Despite expert opinions on creating a road map for innovative affordable healthcare, a recent Washington Post article concluded that the ACA efforts still haven’t found “the magic pot of money.” Pilot projects in preventative care run by the Center for Medicare and Medicaid Innovation, after the ACA was administered,  were projected to save 2.8 billion according to the Congressional Budget Office. However, it ended up costing the government 5.4 billion within the first decade. This was due to the fact that medical care providers needed to treat a lot of minor issues to prevent a serious health crisis.

Estimating cost projections in the healthcare industry is extremely complicated. Especially in the U.S. where healthcare is not universal.
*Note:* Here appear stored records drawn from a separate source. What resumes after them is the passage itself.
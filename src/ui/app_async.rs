//! Bridges background work into the egui frame loop.
//!
//! Tasks and the session publish into [`UiMailbox`]; `update()` drains it once
//! per frame. Every post requests a repaint so results show up promptly.

use std::future::Future;
use std::sync::{Arc, Mutex, MutexGuard, PoisonError};

use eframe::egui;

use crate::data::backend_api::{AiAnalysis, RemoteForecast, SpotQuote};
use crate::domain::PricePoint;
use crate::engine::{DashboardObserver, SessionStatus};
use crate::models::AnalysisResult;

#[cfg(debug_assertions)]
use crate::config::DEBUG_FLAGS;

#[derive(Debug, Clone)]
pub struct OverviewEntry {
    pub symbol: String,
    pub quote: Option<SpotQuote>,
}

#[derive(Default)]
pub(super) struct Inbox {
    pub analysis: Option<Arc<AnalysisResult>>,
    pub latest_tick: Option<(String, PricePoint)>,
    pub statuses: Vec<(String, SessionStatus)>,
    pub overview: Option<Vec<OverviewEntry>>,
    pub ai: Option<(String, Result<AiAnalysis, String>)>,
    pub remote_forecast: Option<(String, Result<RemoteForecast, String>)>,
    pub tracked: Option<Result<Vec<String>, String>>,
}

pub struct UiMailbox {
    inbox: Mutex<Inbox>,
    ctx: egui::Context,
}

impl UiMailbox {
    pub fn new(ctx: egui::Context) -> Self {
        Self {
            inbox: Mutex::new(Inbox::default()),
            ctx,
        }
    }

    fn inbox(&self) -> MutexGuard<'_, Inbox> {
        self.inbox.lock().unwrap_or_else(PoisonError::into_inner)
    }

    fn post(&self, f: impl FnOnce(&mut Inbox)) {
        f(&mut self.inbox());
        self.ctx.request_repaint();
    }

    pub(super) fn take(&self) -> Inbox {
        std::mem::take(&mut *self.inbox())
    }

    pub fn post_overview(&self, entries: Vec<OverviewEntry>) {
        self.post(|inbox| inbox.overview = Some(entries));
    }

    pub fn post_ai(&self, symbol: String, result: Result<AiAnalysis, String>) {
        self.post(|inbox| inbox.ai = Some((symbol, result)));
    }

    pub fn post_remote_forecast(&self, symbol: String, result: Result<RemoteForecast, String>) {
        self.post(|inbox| inbox.remote_forecast = Some((symbol, result)));
    }

    pub fn post_tracked(&self, result: Result<Vec<String>, String>) {
        self.post(|inbox| inbox.tracked = Some(result));
    }
}

impl DashboardObserver for UiMailbox {
    fn on_analysis_updated(&self, result: Arc<AnalysisResult>) {
        self.post(|inbox| inbox.analysis = Some(result));
    }

    // Only the newest tick matters; the series itself lives in the session.
    fn on_live_price(&self, symbol: &str, point: PricePoint) {
        self.post(|inbox| inbox.latest_tick = Some((symbol.to_string(), point)));
    }

    fn on_status(&self, symbol: &str, status: SessionStatus) {
        #[cfg(debug_assertions)]
        if DEBUG_FLAGS.print_ui_interactions {
            log::info!("[ui] {} status {:?}", symbol, status);
        }
        self.post(|inbox| inbox.statuses.push((symbol.to_string(), status)));
    }
}

/// Runs futures on the tokio runtime (native) or the browser event loop (wasm).
#[derive(Clone)]
pub struct TaskSpawner {
    #[cfg(not(target_arch = "wasm32"))]
    handle: tokio::runtime::Handle,
}

impl TaskSpawner {
    #[cfg(not(target_arch = "wasm32"))]
    pub fn new(handle: tokio::runtime::Handle) -> Self {
        Self { handle }
    }

    #[cfg(target_arch = "wasm32")]
    pub fn new() -> Self {
        Self {}
    }

    #[cfg(not(target_arch = "wasm32"))]
    pub fn spawn<F>(&self, future: F)
    where
        F: Future<Output = ()> + Send + 'static,
    {
        self.handle.spawn(future);
    }

    #[cfg(target_arch = "wasm32")]
    pub fn spawn<F>(&self, future: F)
    where
        F: Future<Output = ()> + 'static,
    {
        wasm_bindgen_futures::spawn_local(future);
    }
}
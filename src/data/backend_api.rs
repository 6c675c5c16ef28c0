//! Auxiliary endpoints of the configured backend: spot quotes for the market
//! overview, the AI analysis panel, the server-side forecast and the watched
//! symbol list.
//!
//! Unlike kline providers these are plain request/response helpers returning
//! `anyhow::Result`; the UI shows a placeholder whenever one fails.

use anyhow::{Context, Result, bail};
use serde::{Deserialize, Serialize};
use serde_json::Value;

use crate::data::providers::http_client;
use crate::domain::symbol::backend_asset_id;

/// `GET /api/price/{id}`
#[derive(Debug, Clone, PartialEq, Deserialize)]
pub struct SpotQuote {
    pub price: f64,
    #[serde(default)]
    pub change_24h: Option<f64>,
}

/// `GET /api/ai_analysis/{id}`. Text fields are free-form and may be missing.
#[derive(Debug, Clone, Default, PartialEq, Deserialize)]
#[serde(default)]
pub struct AiAnalysis {
    pub sentiment: Option<String>,
    pub technical: Option<String>,
    /// Number or text depending on the backend version
    pub fair_value: Option<Value>,
    pub zones: Option<Value>,
    pub risk: Option<String>,
    pub confidence: Option<f64>,
    /// Sentiment index, 0-100
    pub index: Option<f64>,
    pub historical: Vec<f64>,
}

impl AiAnalysis {
    pub const NEUTRAL_INDEX: f64 = 50.0;

    pub fn index_or_neutral(&self) -> f64 {
        self.index
            .filter(|v| v.is_finite())
            .map(|v| v.clamp(0.0, 100.0))
            .unwrap_or(Self::NEUTRAL_INDEX)
    }
}

/// Renders a loosely typed field for display ("-" when absent).
pub fn display_value(value: Option<&Value>) -> String {
    match value {
        None | Some(Value::Null) => "-".to_string(),
        Some(Value::String(s)) if s.is_empty() => "-".to_string(),
        Some(Value::String(s)) => s.clone(),
        Some(other) => other.to_string(),
    }
}

/// `GET /api/predict/{symbol}`
#[derive(Debug, Clone, PartialEq, Deserialize)]
pub struct RemoteForecast {
    #[serde(default)]
    pub symbol: Option<String>,
    #[serde(alias = "prediction", alias = "predicted_price", alias = "forecast")]
    pub predicted: f64,
    #[serde(default, alias = "last_price")]
    pub current: Option<f64>,
}

#[derive(Debug, Deserialize)]
#[serde(untagged)]
enum SymbolList {
    Bare(Vec<String>),
    Wrapped { symbols: Vec<String> },
}

#[derive(Debug, Serialize)]
struct AddSymbol<'a> {
    symbol: &'a str,
}

#[derive(Debug, Clone)]
pub struct BackendClient {
    base_url: String,
    client: reqwest::Client,
}

impl BackendClient {
    pub fn new(base_url: &str) -> Self {
        Self {
            base_url: base_url.trim_end_matches('/').to_string(),
            client: http_client(),
        }
    }

    pub fn base_url(&self) -> &str {
        &self.base_url
    }

    fn url(&self, path: &str) -> String {
        format!("{}{}", self.base_url, path)
    }

    async fn get<T: serde::de::DeserializeOwned>(&self, path: &str) -> Result<T> {
        let url = self.url(path);
        let response = self
            .client
            .get(&url)
            .send()
            .await
            .with_context(|| format!("GET {} failed", url))?;
        let status = response.status();
        if !status.is_success() {
            bail!("GET {} returned {}", url, status);
        }
        response
            .json::<T>()
            .await
            .with_context(|| format!("GET {} returned an unexpected body", url))
    }

    pub async fn price(&self, symbol: &str) -> Result<SpotQuote> {
        let quote: SpotQuote = self
            .get(&format!("/api/price/{}", backend_asset_id(symbol)))
            .await?;
        if !quote.price.is_finite() || quote.price <= 0.0 {
            bail!("No usable price for {}", symbol);
        }
        Ok(quote)
    }

    pub async fn ai_analysis(&self, symbol: &str) -> Result<AiAnalysis> {
        self.get(&format!("/api/ai_analysis/{}", backend_asset_id(symbol)))
            .await
    }

    pub async fn predict(&self, symbol: &str) -> Result<RemoteForecast> {
        self.get(&format!("/api/predict/{}", symbol)).await
    }

    pub async fn list_symbols(&self) -> Result<Vec<String>> {
        let list: SymbolList = self.get("/api/symbols").await?;
        Ok(match list {
            SymbolList::Bare(symbols) | SymbolList::Wrapped { symbols } => symbols,
        })
    }

    pub async fn add_symbol(&self, symbol: &str) -> Result<()> {
        let url = self.url("/api/symbols");
        let response = self
            .client
            .post(&url)
            .json(&AddSymbol { symbol })
            .send()
            .await
            .with_context(|| format!("POST {} failed", url))?;
        if !response.status().is_success() {
            bail!("POST {} returned {}", url, response.status());
        }
        Ok(())
    }

    pub async fn remove_symbol(&self, symbol: &str) -> Result<()> {
        let url = self.url(&format!("/api/symbols/{}", symbol));
        let response = self
            .client
            .delete(&url)
            .send()
            .await
            .with_context(|| format!("DELETE {} failed", url))?;
        if !response.status().is_success() {
            bail!("DELETE {} returned {}", url, response.status());
        }
        Ok(())
    }
}

#[cfg(test)]
mod tests {
    use super::*;

    #[test]
    fn ai_analysis_tolerates_partial_payloads() {
        let ai: AiAnalysis = serde_json::from_str(
            r#"{"sentiment": "Bullish", "fair_value": 43000.5, "zones": "40k-42k", "historical": [1, 2, 3]}"#,
        )
        .unwrap();
        assert_eq!(ai.sentiment.as_deref(), Some("Bullish"));
        assert_eq!(display_value(ai.fair_value.as_ref()), "43000.5");
        assert_eq!(display_value(ai.zones.as_ref()), "40k-42k");
        assert_eq!(display_value(Some(&Value::Null)), "-");
        assert_eq!(ai.risk, None);
        assert_eq!(ai.index_or_neutral(), 50.0);
        assert_eq!(ai.historical.len(), 3);

        let empty: AiAnalysis = serde_json::from_str("{}").unwrap();
        assert_eq!(empty, AiAnalysis::default());
    }

    #[test]
    fn index_is_clamped() {
        let ai = AiAnalysis {
            index: Some(140.0),
            ..Default::default()
        };
        assert_eq!(ai.index_or_neutral(), 100.0);
    }

    #[test]
    fn quote_change_is_optional() {
        let q: SpotQuote = serde_json::from_str(r#"{"price": 1.23}"#).unwrap();
        assert_eq!(q.change_24h, None);
        let q: SpotQuote = serde_json::from_str(r#"{"price": 1.23, "change_24h": -2.5}"#).unwrap();
        assert_eq!(q.change_24h, Some(-2.5));
    }

    #[test]
    fn symbol_lists_and_forecasts_accept_both_shapes() {
        let bare: SymbolList = serde_json::from_str(r#"["BTCUSDT"]"#).unwrap();
        let wrapped: SymbolList = serde_json::from_str(r#"{"symbols": ["ETHUSDT"]}"#).unwrap();
        assert!(matches!(bare, SymbolList::Bare(ref s) if s[0] == "BTCUSDT"));
        assert!(matches!(wrapped, SymbolList::Wrapped { ref symbols } if symbols[0] == "ETHUSDT"));

        let f: RemoteForecast =
            serde_json::from_str(r#"{"symbol": "BTCUSDT", "prediction": 101.5, "last_price": 100}"#).unwrap();
        assert_eq!(f.predicted, 101.5);
        assert_eq!(f.current, Some(100.0));
    }

    #[tokio::test]
    async fn unreachable_backend_is_an_error() {
        let client = BackendClient::new("http://127.0.0.1:9/");
        assert_eq!(client.base_url(), "http://127.0.0.1:9");
        assert!(client.price("BTCUSDT").await.is_err());
    }
}
#![cfg_attr(not(debug_assertions), windows_subsystem = "windows")] // hide console window on Windows in release

#[allow(unused_imports)]
use pulse_dash::{Cli, StartupOverrides, TaskSpawner, run_app};

// --- WASM SPECIFIC CODE ---
#[cfg(target_arch = "wasm32")]
use wasm_bindgen::JsCast;
#[cfg(target_arch = "wasm32")]
use wasm_bindgen::prelude::*;

// This keeps the WASM memory allocator from being stripped
#[cfg(target_arch = "wasm32")]
#[wasm_bindgen]
pub fn _keep_alive() {}

// The binary still needs a main() on wasm; `start` is the real entry point.
#[cfg(target_arch = "wasm32")]
fn main() {}

#[cfg(target_arch = "wasm32")]
#[wasm_bindgen(start)]
pub async fn start() -> Result<(), wasm_bindgen::JsValue> {
    console_error_panic_hook::set_once();
    let _ = console_log::init_with_level(log::Level::Debug);

    log::info!("🚀 Pulse Dash starting in WASM mode...");

    let web_options = eframe::WebOptions::default();

    let document = web_sys::window()
        .and_then(|window| window.document())
        .ok_or("no document on the global window")?;
    let canvas = document
        .get_element_by_id("the_canvas_id")
        .ok_or("Failed to find canvas with id 'the_canvas_id'")?
        .dyn_into::<web_sys::HtmlCanvasElement>()
        .map_err(|_| "the_canvas_id was not a valid HtmlCanvasElement")?;

    eframe::WebRunner::new()
        .start(
            canvas,
            web_options,
            Box::new(|cc| {
                Ok(run_app(
                    cc,
                    TaskSpawner::new(),
                    StartupOverrides::default(),
                ))
            }),
        )
        .await
}

// --- NATIVE SPECIFIC CODE ---
#[cfg(not(target_arch = "wasm32"))]
const APP_STATE_PATH: &str = "app_state.json";

#[cfg(not(target_arch = "wasm32"))]
fn main() -> anyhow::Result<()> {
    use clap::Parser;
    use eframe::NativeOptions;
    use std::path::PathBuf;
    use tokio::runtime::Runtime;

    std::panic::set_hook(Box::new(|panic_info| {
        eprintln!("Application panicked: {:?}", panic_info);
    }));
    env_logger::Builder::from_default_env()
        .filter_level(log::LevelFilter::Info)
        .init();

    let args = Cli::parse();
    #[cfg(debug_assertions)]
    log::info!("Parsed arguments: {:?}", args);

    let rt = Runtime::new()?;

    if args.headless {
        let report = rt.block_on(pulse_dash::headless::run_headless(&args))?;
        print!("{}", report);
        return Ok(());
    }

    // Keep the runtime entered so the UI thread can hand work to it.
    let _guard = rt.enter();
    let spawner = TaskSpawner::new(rt.handle().clone());
    let overrides = args.overrides();

    let options = NativeOptions {
        persistence_path: Some(PathBuf::from(APP_STATE_PATH)),
        ..Default::default()
    };

    eframe::run_native(
        "Pulse Dash",
        options,
        Box::new(move |cc| Ok(run_app(cc, spawner, overrides))),
    )
    .map_err(|e| anyhow::anyhow!("Failed to run the window: {}", e))
}
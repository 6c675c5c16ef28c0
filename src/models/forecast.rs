//! Naive next-tick forecast: ordinary least squares on (index, ln(price)).
//!
//! Fitting in log space keeps the forecast positive and turns a steady
//! percentage trend into a straight line.

use serde::{Deserialize, Serialize};
use statrs::statistics::Statistics;

use crate::config::ANALYSIS;

#[derive(Debug, Clone, Copy, PartialEq, Serialize, Deserialize)]
pub struct ForecastFit {
    /// exp(intercept + slope * window_len)
    pub price: f64,
    /// Per-step drift in log space.
    pub slope: f64,
    pub intercept: f64,
    pub window_len: usize,
    /// Goodness of fit in log space. 1.0 for degenerate single-point windows.
    pub r_squared: f64,
}

#[derive(Debug, Clone, Copy, PartialEq, Serialize, Deserialize)]
pub enum Forecast {
    Available(ForecastFit),
    Unavailable,
}

impl Forecast {
    pub fn price(&self) -> Option<f64> {
        match self {
            Forecast::Available(fit) => Some(fit.price),
            Forecast::Unavailable => None,
        }
    }
}

/// Forecast over the configured trailing window.
pub fn predict_next(closes: &[f64]) -> Forecast {
    predict_next_with_window(closes, ANALYSIS.forecast_window)
}

pub fn predict_next_with_window(closes: &[f64], window: usize) -> Forecast {
    let take = window.min(closes.len());
    if take == 0 {
        return Forecast::Unavailable;
    }
    let recent = &closes[closes.len() - take..];
    if recent.iter().any(|p| !p.is_finite() || *p <= 0.0) {
        return Forecast::Unavailable;
    }

    let ys: Vec<f64> = recent.iter().map(|p| p.ln()).collect();
    let xs: Vec<f64> = (0..take).map(|i| i as f64).collect();
    let x_mean = xs.iter().mean();
    let y_mean = ys.iter().mean();

    let mut sxx = 0.0;
    let mut sxy = 0.0;
    let mut syy = 0.0;
    for (x, y) in xs.iter().zip(&ys) {
        let dx = x - x_mean;
        let dy = y - y_mean;
        sxx += dx * dx;
        sxy += dx * dy;
        syy += dy * dy;
    }

    if sxx == 0.0 {
        // Single point: flat line through it.
        return Forecast::Available(ForecastFit {
            price: recent[take - 1],
            slope: 0.0,
            intercept: ys[take - 1],
            window_len: take,
            r_squared: 1.0,
        });
    }

    let slope = sxy / sxx;
    let intercept = y_mean - slope * x_mean;
    let r_squared = if syy == 0.0 { 1.0 } else { (sxy * sxy) / (sxx * syy) };
    let price = (intercept + slope * take as f64).exp();

    if !price.is_finite() {
        return Forecast::Unavailable;
    }
    Forecast::Available(ForecastFit {
        price,
        slope,
        intercept,
        window_len: take,
        r_squared,
    })
}

#[cfg(test)]
mod tests {
    use super::*;

    #[test]
    fn empty_is_unavailable() {
        assert_eq!(predict_next(&[]), Forecast::Unavailable);
        assert_eq!(predict_next(&[]).price(), None);
    }

    #[test]
    fn single_price_returns_itself() {
        assert_eq!(predict_next(&[5.0]).price(), Some(5.0));
    }

    #[test]
    fn geometric_series_extrapolates_exactly() {
        // price_i = 100 * 1.02^i, fit is exact; next step is 100 * 1.02^n
        let closes: Vec<f64> = (0..10).map(|i| 100.0 * 1.02f64.powi(i)).collect();
        let fit = match predict_next(&closes) {
            Forecast::Available(fit) => fit,
            Forecast::Unavailable => panic!("expected a forecast"),
        };
        assert!((fit.price - 100.0 * 1.02f64.powi(10)).abs() < 1e-6);
        assert!((fit.slope - 1.02f64.ln()).abs() < 1e-12);
        assert!((fit.r_squared - 1.0).abs() < 1e-12);
    }

    #[test]
    fn only_trailing_window_is_used() {
        let window = ANALYSIS.forecast_window;
        let mut closes = vec![1.0; 50];
        closes.extend(std::iter::repeat_n(20.0, window));
        let price = predict_next(&closes).price().unwrap();
        assert!((price - 20.0).abs() < 1e-9);
        assert_eq!(predict_next(&closes), predict_next_with_window(&closes, window));
    }

    #[test]
    fn non_positive_price_is_unavailable() {
        assert_eq!(predict_next(&[1.0, 0.0, 2.0]), Forecast::Unavailable);
    }

    #[test]
    fn forecast_is_positive_on_falling_series() {
        let closes: Vec<f64> = (0..30).map(|i| 100.0 * 0.8f64.powi(i)).collect();
        let price = predict_next(&closes).price().unwrap();
        assert!(price > 0.0 && price < closes[29]);
    }
}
Strictly mandating lower medication costs can lead to companies abandoning accessible medicines for Americans. Average U.S. physician salaries are approximately twice as much compared to their European colleagues. However, enforcing lower salaries can create a political quagmire for a healthcare system that is already overwhelmed with staffing issues. Telemedicine has thrived in post-pandemic society, but the impact of COVID-19 has reduced the cost-saving-projections that we’re initially estimated.

Overall, the ACA has helped the American public navigate the costly healthcare system. The United States is the only post-industrial country that does not have universal healthcare. The evidence presented in this three-part series makes it abundantly clear that the ACA, although helpful, should be a stepping stone to affordable universal healthcare.